Prehistoric `brainless, faceless` fish found
A prehistoric fish that had no brain and no face, and described as "elusive" and "rarely seen", has now been found in the seas off Scotland.
London: A prehistoric fish that had no brain and no face, and described as "elusive" and "rarely seen", has now been found in the seas off Scotland.
The Amphioxus fish is known to be a representative of the first animals that evolved a backbone around half a billion years ago.
The fish was found in the waters off Tankerness in Orkney by marine surveyors this year. Orkney comprises around 70 islands of which 20 are inhabited.
Instead of a brain or face, the fish has a nerve cord running down its back.
Vertebrate life and amphioxus are believed to have descended from a common ancestor around 550 million years ago.
The species was unearthed in a series of 15 marine surveys in 2011, covering around 5,200 square km.
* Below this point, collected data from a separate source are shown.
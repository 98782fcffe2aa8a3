//! HTTP surface for producers and operators.
//!
//! Producers submit typed messages; operators inspect the queue, retry
//! failed messages and clear the failed set. Every route is a thin
//! pass-through to a `MessageQueue` operation.

pub mod requests;
pub mod routes;
pub mod state;
pub mod health;
pub mod messages;

use axum::Router;
use tower_http::limit::RequestBodyLimitLayer;

use crate::state::AppState;

/// Largest accepted request body.
const MAX_BODY_BYTES: usize = 64 * 1024;

/// Build the complete API router with all routes.
pub fn create_router(state: AppState) -> Router {
    Router::new()
        .merge(health::router())
        .merge(messages::router())
        .layer(RequestBodyLimitLayer::new(MAX_BODY_BYTES))
        .with_state(state)
}
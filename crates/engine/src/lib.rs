//! Message lifecycle engine.
//!
//! - `store`: the durable record collaborator (`MessageStore`) and its
//!   Postgres and in-memory implementations
//! - `queue`: the in-memory buffers and lifecycle state machine

pub mod memory_store;
pub mod pg_store;
pub mod queue;
pub mod store;

pub use memory_store::InMemoryMessageStore;
pub use pg_store::PgMessageStore;
pub use queue::MessageQueue;
pub use store::MessageStore;
//! Durable message record collaborator used by the queue.

use async_trait::async_trait;

use courier_common::error::AppError;
use courier_common::types::Message;

/// Append/update log of message records.
///
/// Only the queue writes through this trait. Every failure is reported as
/// `AppError::Persistence`.
#[async_trait]
pub trait MessageStore: Send + Sync {
    /// Persist a newly created message record.
    async fn insert(&self, message: &Message) -> Result<(), AppError>;

    /// Persist a status transition: `status`, `processed_at`, `last_error`
    /// and `retry_count` are written, every other field is left as inserted.
    async fn update_status(&self, message: &Message) -> Result<(), AppError>;

    /// Every record whose persisted status is `pending` or `processing`,
    /// oldest first. Used once at startup for recovery.
    async fn load_pending_or_processing(&self) -> Result<Vec<Message>, AppError>;
}
use async_trait::async_trait;
use tokio_util::sync::CancellationToken;

use courier_common::error::AppError;
use courier_common::types::{Message, MessageKind, MessagePayload};

use crate::MessageHandler;
use crate::simulation::SimulationProfile;

/// Simulated SMS gateway.
pub struct SmsHandler {
    profile: SimulationProfile,
}

impl SmsHandler {
    pub fn new() -> Self {
        Self::with_profile(SimulationProfile::sms())
    }

    pub fn with_profile(profile: SimulationProfile) -> Self {
        Self { profile }
    }
}

impl Default for SmsHandler {
    fn default() -> Self {
        Self::new()
    }
}

#[async_trait]
impl MessageHandler for SmsHandler {
    fn kind(&self) -> MessageKind {
        MessageKind::Sms
    }

    fn name(&self) -> &'static str {
        "SMS gateway"
    }

    async fn process(
        &self,
        message: &Message,
        cancel: &CancellationToken,
    ) -> Result<bool, AppError> {
        let MessagePayload::Sms(sms) = &message.payload else {
            tracing::error!(
                message_id = %message.id,
                kind = %message.kind(),
                "Invalid message kind for SMS handler"
            );
            return Ok(false);
        };

        tracing::info!(
            message_id = %message.id,
            phone_number = %sms.phone_number,
            "Sending SMS"
        );

        self.profile.simulate(cancel).await?;

        tracing::info!(message_id = %message.id, "SMS sent");
        Ok(true)
    }
}
//! Courier API server binary entrypoint.
//!
//! Runs the HTTP surface and the dispatch loop in one process, sharing a
//! single recovered message queue.

use std::net::SocketAddr;
use std::sync::Arc;

use tokio_util::sync::CancellationToken;
use tower_http::cors::CorsLayer;
use tower_http::trace::TraceLayer;
use tracing_subscriber::EnvFilter;

use courier_common::config::AppConfig;
use courier_common::db::{create_pool, run_migrations};
use courier_engine::{InMemoryMessageStore, MessageQueue, MessageStore, PgMessageStore};
use courier_handlers::HandlerRegistry;
use courier_notifier::Dispatcher;

use courier_api::routes::create_router;
use courier_api::state::AppState;

const DEFAULT_LOG_FILTER: &str = "courier_api=info,courier_engine=info,courier_notifier=info,courier_handlers=info,tower_http=info";

#[tokio::main]
async fn main() -> anyhow::Result<()> {
    // Initialize tracing (loads .env so RUST_LOG and LOG_FORMAT apply)
    let json_logs = AppConfig::json_logs_requested();
    let filter = EnvFilter::try_from_default_env()
        .unwrap_or_else(|_| EnvFilter::new(DEFAULT_LOG_FILTER));
    if json_logs {
        tracing_subscriber::fmt().json().with_env_filter(filter).init();
    } else {
        tracing_subscriber::fmt().with_env_filter(filter).init();
    }

    tracing::info!("Starting Courier API server...");

    // Load configuration
    let config = AppConfig::from_env().inspect_err(|e| {
        tracing::error!(error = %e, "Invalid configuration");
    })?;

    // Select the message store
    let store: Arc<dyn MessageStore> = match &config.database_url {
        Some(url) => {
            let pool = create_pool(url, config.db_max_connections).await?;
            run_migrations(&pool).await?;
            Arc::new(PgMessageStore::new(pool))
        }
        None => {
            tracing::warn!(
                "DATABASE_URL not set, using the in-memory message store; queued messages will not survive a restart"
            );
            Arc::new(InMemoryMessageStore::new())
        }
    };

    // Rebuild the queue from unfinished records
    let queue = Arc::new(MessageQueue::recover(store).await?);

    let handlers = HandlerRegistry::simulated(config.simulate_failures);
    tracing::info!(
        kinds = ?handlers.kinds(),
        simulate_failures = config.simulate_failures,
        "Handler registry built"
    );

    // Start the dispatch loop
    let shutdown = CancellationToken::new();
    let dispatcher = Dispatcher::from_config(queue.clone(), handlers, &config).spawn(shutdown.clone());

    // Build router
    let addr = SocketAddr::from(([0, 0, 0, 0], config.api_port));
    let state = AppState::new(queue, config);
    let app = create_router(state)
        .layer(TraceLayer::new_for_http())
        .layer(CorsLayer::permissive());

    // Start server
    tracing::info!("API server listening on {}", addr);

    let listener = tokio::net::TcpListener::bind(addr).await?;
    axum::serve(listener, app)
        .with_graceful_shutdown(shutdown_signal(shutdown.clone()))
        .await?;

    // The server may also stop on its own; make sure the dispatcher follows.
    shutdown.cancel();
    dispatcher.await?;

    tracing::info!("Courier API server stopped");
    Ok(())
}

/// Resolve on Ctrl-C, cancelling `shutdown` so the dispatcher winds down too.
async fn shutdown_signal(shutdown: CancellationToken) {
    match tokio::signal::ctrl_c().await {
        Ok(()) => tracing::info!("Shutdown signal received"),
        Err(e) => {
            tracing::error!(error = %e, "Failed to listen for shutdown signal");
            std::future::pending::<()>().await;
        }
    }
    shutdown.cancel();
}
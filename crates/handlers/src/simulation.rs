//! Simulated delivery: random latency plus occasional random failure.
//!
//! Stands in for the real SMS gateway, mail relay and push service so the
//! queue can be exercised end to end without external accounts.

use std::time::Duration;

use rand::Rng;
use tokio_util::sync::CancellationToken;

use courier_common::error::AppError;

/// Latency and failure characteristics of a simulated channel.
#[derive(Debug, Clone, PartialEq, Eq)]
pub struct SimulationProfile {
    /// Lower bound of the simulated send latency in milliseconds.
    pub min_delay_ms: u64,
    /// Upper bound (inclusive) of the simulated send latency in milliseconds.
    pub max_delay_ms: u64,
    /// Fail one attempt in N on average. `None` never fails.
    pub failure_one_in: Option<u32>,
    /// Reason reported when a simulated failure fires.
    pub failure_reason: &'static str,
}

impl SimulationProfile {
    /// 100–500 ms, 1 in 10 attempts fail.
    pub fn sms() -> Self {
        Self {
            min_delay_ms: 100,
            max_delay_ms: 500,
            failure_one_in: Some(10),
            failure_reason: "SMS delivery failed - network timeout",
        }
    }

    /// 200–800 ms, 1 in 20 attempts fail.
    pub fn email() -> Self {
        Self {
            min_delay_ms: 200,
            max_delay_ms: 800,
            failure_one_in: Some(20),
            failure_reason: "Email delivery failed - recipient server unavailable",
        }
    }

    /// 150–600 ms, 1 in 12 attempts fail.
    pub fn push() -> Self {
        Self {
            min_delay_ms: 150,
            max_delay_ms: 600,
            failure_one_in: Some(12),
            failure_reason: "Push notification failed - device token invalid",
        }
    }

    /// No latency and no failures.
    pub fn instant() -> Self {
        Self {
            min_delay_ms: 0,
            max_delay_ms: 0,
            failure_one_in: None,
            failure_reason: "simulated failure",
        }
    }

    pub fn without_failures(mut self) -> Self {
        self.failure_one_in = None;
        self
    }

    /// Every attempt fails with this profile's reason.
    pub fn always_failing(mut self) -> Self {
        self.failure_one_in = Some(1);
        self
    }

    /// Sleep for a random latency, then roll for failure.
    ///
    /// Returns `AppError::Handler` when the roll fails or when `cancel`
    /// fires before the simulated send finishes.
    pub async fn simulate(&self, cancel: &CancellationToken) -> Result<(), AppError> {
        let (delay, fails) = {
            let mut rng = rand::thread_rng();
            let delay_ms = if self.max_delay_ms > self.min_delay_ms {
                rng.gen_range(self.min_delay_ms..=self.max_delay_ms)
            } else {
                self.min_delay_ms
            };
            let fails = match self.failure_one_in {
                Some(n) if n > 0 => rng.gen_range(1..=n) == 1,
                _ => false,
            };
            (Duration::from_millis(delay_ms), fails)
        };

        tokio::select! {
            _ = cancel.cancelled() => {
                return Err(AppError::Handler("delivery cancelled".to_string()));
            }
            _ = tokio::time::sleep(delay) => {}
        }

        if fails {
            return Err(AppError::Handler(self.failure_reason.to_string()));
        }

        Ok(())
    }
}
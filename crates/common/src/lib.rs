//! Shared building blocks for the Courier notification queue: the message
//! model, queue statistics, the common error type, configuration and the
//! Postgres pool helper.

pub mod config;
pub mod db;
pub mod error;
pub mod types;
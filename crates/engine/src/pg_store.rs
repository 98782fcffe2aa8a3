//! PostgreSQL-backed message store.

use async_trait::async_trait;
use chrono::{DateTime, Utc};
use sqlx::PgPool;
use uuid::Uuid;

use courier_common::error::AppError;
use courier_common::types::{Message, MessagePayload, MessageStatus};

use crate::store::MessageStore;

/// Message store writing to the `messages` table.
#[derive(Clone)]
pub struct PgMessageStore {
    pool: PgPool,
}

/// Raw `messages` row.
#[derive(Debug, sqlx::FromRow)]
struct MessageRow {
    id: Uuid,
    status: String,
    created_at: DateTime<Utc>,
    processed_at: Option<DateTime<Utc>>,
    last_error: Option<String>,
    retry_count: i32,
    max_retries: i32,
    payload: serde_json::Value,
}

impl TryFrom<MessageRow> for Message {
    type Error = AppError;

    fn try_from(row: MessageRow) -> Result<Self, Self::Error> {
        let status: MessageStatus = row.status.parse().map_err(AppError::Persistence)?;
        let payload: MessagePayload = serde_json::from_value(row.payload).map_err(|e| {
            AppError::Persistence(format!("unreadable payload for message {}: {}", row.id, e))
        })?;

        Ok(Message {
            id: row.id,
            status,
            created_at: row.created_at,
            processed_at: row.processed_at,
            last_error: row.last_error,
            retry_count: column_to_count(row.id, "retry_count", row.retry_count)?,
            max_retries: column_to_count(row.id, "max_retries", row.max_retries)?,
            payload,
        })
    }
}

fn column_to_count(id: Uuid, column: &str, value: i32) -> Result<u32, AppError> {
    u32::try_from(value).map_err(|_| {
        AppError::Persistence(format!("negative {} {} for message {}", column, value, id))
    })
}

fn count_to_column(id: Uuid, field: &str, value: u32) -> Result<i32, AppError> {
    i32::try_from(value).map_err(|_| {
        AppError::Persistence(format!("{} {} of message {} does not fit the column", field, value, id))
    })
}

/// Convert recovered rows, failing on the first unreadable one so recovery
/// never silently drops a message.
fn rows_into_messages(rows: Vec<MessageRow>) -> Result<Vec<Message>, AppError> {
    rows.into_iter().map(Message::try_from).collect()
}

impl PgMessageStore {
    pub fn new(pool: PgPool) -> Self {
        Self { pool }
    }

    pub fn pool(&self) -> &PgPool {
        &self.pool
    }
}

#[async_trait]
impl MessageStore for PgMessageStore {
    async fn insert(&self, message: &Message) -> Result<(), AppError> {
        let payload = serde_json::to_value(&message.payload)?;
        let retry_count = count_to_column(message.id, "retry_count", message.retry_count)?;
        let max_retries = count_to_column(message.id, "max_retries", message.max_retries)?;

        sqlx::query(
            r#"
            INSERT INTO messages (id, kind, status, created_at, processed_at, last_error, retry_count, max_retries, payload)
            VALUES ($1, $2, $3, $4, $5, $6, $7, $8, $9)
            "#,
        )
        .bind(message.id)
        .bind(message.kind().to_string())
        .bind(message.status.to_string())
        .bind(message.created_at)
        .bind(message.processed_at)
        .bind(message.last_error.as_deref())
        .bind(retry_count)
        .bind(max_retries)
        .bind(&payload)
        .execute(&self.pool)
        .await?;

        Ok(())
    }

    async fn update_status(&self, message: &Message) -> Result<(), AppError> {
        let retry_count = count_to_column(message.id, "retry_count", message.retry_count)?;

        let result = sqlx::query(
            r#"
            UPDATE messages
            SET status = $1, processed_at = $2, last_error = $3, retry_count = $4
            WHERE id = $5
            "#,
        )
        .bind(message.status.to_string())
        .bind(message.processed_at)
        .bind(message.last_error.as_deref())
        .bind(retry_count)
        .bind(message.id)
        .execute(&self.pool)
        .await?;

        if result.rows_affected() == 0 {
            return Err(AppError::Persistence(format!(
                "message {} has no stored record",
                message.id
            )));
        }

        Ok(())
    }

    async fn load_pending_or_processing(&self) -> Result<Vec<Message>, AppError> {
        let rows: Vec<MessageRow> = sqlx::query_as(
            r#"
            SELECT id, status, created_at, processed_at, last_error, retry_count, max_retries, payload
            FROM messages
            WHERE status IN ('pending', 'processing')
            ORDER BY created_at
            "#,
        )
        .fetch_all(&self.pool)
        .await?;

        rows_into_messages(rows).inspect_err(|e| {
            tracing::error!(error = %e, "Unreadable message record, refusing to recover");
        })
    }
}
Researchers used acoustic scanners and hi-definition cameras.
The scientists were surprised to find dozens of rare, strange species in the waters.
"In an age where the lands of the world have been mapped out and recorded, it`s amazing how many discoveries are waiting to be found under the waves. The waters around Scotland are rich in such fascinating biodiversity and it`s our responsibility to protect this fragile environment," Scottish environment secretary Richard Lochhead said.